§ To do
Please tally the lines of the listing that hold the string "SubnetTier", and reply with that total only.

§ Material for this task
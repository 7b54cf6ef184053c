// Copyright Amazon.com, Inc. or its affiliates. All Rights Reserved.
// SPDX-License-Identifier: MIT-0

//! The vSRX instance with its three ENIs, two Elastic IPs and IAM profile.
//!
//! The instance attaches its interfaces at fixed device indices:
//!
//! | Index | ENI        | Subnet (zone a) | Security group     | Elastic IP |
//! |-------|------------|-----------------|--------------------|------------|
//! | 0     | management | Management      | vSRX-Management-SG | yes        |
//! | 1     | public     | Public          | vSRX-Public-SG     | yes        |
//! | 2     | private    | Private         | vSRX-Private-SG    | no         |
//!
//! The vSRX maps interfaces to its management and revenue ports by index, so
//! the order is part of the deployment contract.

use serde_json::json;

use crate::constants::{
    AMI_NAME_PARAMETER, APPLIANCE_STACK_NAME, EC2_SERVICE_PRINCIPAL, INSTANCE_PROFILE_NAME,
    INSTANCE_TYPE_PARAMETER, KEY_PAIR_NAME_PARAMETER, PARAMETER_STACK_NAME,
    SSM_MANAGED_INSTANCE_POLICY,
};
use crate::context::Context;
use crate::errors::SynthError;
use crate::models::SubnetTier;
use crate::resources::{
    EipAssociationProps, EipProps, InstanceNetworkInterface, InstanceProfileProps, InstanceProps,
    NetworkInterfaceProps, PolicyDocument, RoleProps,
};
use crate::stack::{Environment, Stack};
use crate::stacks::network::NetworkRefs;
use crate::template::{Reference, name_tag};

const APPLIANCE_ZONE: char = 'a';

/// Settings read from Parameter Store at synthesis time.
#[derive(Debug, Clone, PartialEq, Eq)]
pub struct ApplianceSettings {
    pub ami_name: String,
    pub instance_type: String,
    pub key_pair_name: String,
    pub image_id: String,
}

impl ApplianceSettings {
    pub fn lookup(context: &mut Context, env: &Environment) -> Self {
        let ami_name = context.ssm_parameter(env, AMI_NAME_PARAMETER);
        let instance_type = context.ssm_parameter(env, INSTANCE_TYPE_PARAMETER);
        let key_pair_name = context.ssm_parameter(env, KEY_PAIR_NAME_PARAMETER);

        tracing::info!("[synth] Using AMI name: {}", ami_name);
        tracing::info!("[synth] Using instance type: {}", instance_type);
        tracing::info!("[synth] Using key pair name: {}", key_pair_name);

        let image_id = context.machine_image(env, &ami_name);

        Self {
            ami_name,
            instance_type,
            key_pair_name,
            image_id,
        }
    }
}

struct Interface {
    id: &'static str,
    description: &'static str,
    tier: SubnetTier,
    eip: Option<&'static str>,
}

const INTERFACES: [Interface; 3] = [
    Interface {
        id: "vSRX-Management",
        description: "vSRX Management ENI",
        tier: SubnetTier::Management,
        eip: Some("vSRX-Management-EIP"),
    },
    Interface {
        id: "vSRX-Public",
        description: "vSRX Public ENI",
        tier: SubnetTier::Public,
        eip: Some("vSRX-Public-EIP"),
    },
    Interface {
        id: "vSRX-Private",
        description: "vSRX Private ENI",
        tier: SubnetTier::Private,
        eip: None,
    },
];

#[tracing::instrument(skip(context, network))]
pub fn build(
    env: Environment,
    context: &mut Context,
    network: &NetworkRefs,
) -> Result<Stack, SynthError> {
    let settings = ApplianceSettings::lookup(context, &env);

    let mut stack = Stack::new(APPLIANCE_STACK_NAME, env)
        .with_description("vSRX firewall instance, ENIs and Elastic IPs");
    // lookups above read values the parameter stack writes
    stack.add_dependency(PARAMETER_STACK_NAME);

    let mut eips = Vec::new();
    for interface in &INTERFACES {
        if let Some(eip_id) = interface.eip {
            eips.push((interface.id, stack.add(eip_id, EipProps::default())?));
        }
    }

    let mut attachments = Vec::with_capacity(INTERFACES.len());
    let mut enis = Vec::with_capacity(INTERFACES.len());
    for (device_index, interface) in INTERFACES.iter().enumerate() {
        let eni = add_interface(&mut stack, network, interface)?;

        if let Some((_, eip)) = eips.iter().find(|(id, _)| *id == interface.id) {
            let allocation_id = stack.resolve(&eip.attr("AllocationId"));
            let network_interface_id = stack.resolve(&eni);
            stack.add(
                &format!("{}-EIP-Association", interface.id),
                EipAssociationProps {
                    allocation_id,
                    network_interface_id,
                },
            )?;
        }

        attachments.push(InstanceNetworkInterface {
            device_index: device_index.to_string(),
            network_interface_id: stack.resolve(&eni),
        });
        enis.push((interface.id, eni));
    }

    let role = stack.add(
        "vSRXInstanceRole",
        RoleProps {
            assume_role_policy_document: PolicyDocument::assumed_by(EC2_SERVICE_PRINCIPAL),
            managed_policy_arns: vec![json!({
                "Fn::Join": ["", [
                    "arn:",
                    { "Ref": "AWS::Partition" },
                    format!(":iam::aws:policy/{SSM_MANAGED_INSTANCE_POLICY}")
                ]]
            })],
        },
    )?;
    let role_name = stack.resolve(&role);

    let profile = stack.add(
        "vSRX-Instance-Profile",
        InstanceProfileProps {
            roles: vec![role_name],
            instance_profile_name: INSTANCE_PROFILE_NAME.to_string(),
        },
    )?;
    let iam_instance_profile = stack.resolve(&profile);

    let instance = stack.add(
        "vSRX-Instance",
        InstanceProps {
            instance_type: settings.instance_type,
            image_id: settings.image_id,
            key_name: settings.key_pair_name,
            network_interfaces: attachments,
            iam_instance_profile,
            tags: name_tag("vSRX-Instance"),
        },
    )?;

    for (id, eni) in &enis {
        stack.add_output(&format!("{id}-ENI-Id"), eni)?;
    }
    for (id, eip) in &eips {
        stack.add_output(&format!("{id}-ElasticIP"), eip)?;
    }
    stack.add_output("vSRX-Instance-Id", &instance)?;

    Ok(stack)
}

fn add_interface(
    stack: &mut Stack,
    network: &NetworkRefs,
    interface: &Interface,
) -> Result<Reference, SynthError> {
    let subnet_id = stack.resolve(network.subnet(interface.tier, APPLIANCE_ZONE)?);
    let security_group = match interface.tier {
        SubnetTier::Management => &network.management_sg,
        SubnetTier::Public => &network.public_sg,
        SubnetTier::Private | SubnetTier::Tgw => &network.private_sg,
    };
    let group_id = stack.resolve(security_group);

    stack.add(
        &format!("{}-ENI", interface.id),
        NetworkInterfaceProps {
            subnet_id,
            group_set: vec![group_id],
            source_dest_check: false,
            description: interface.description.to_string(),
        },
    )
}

§ Exercise answer
8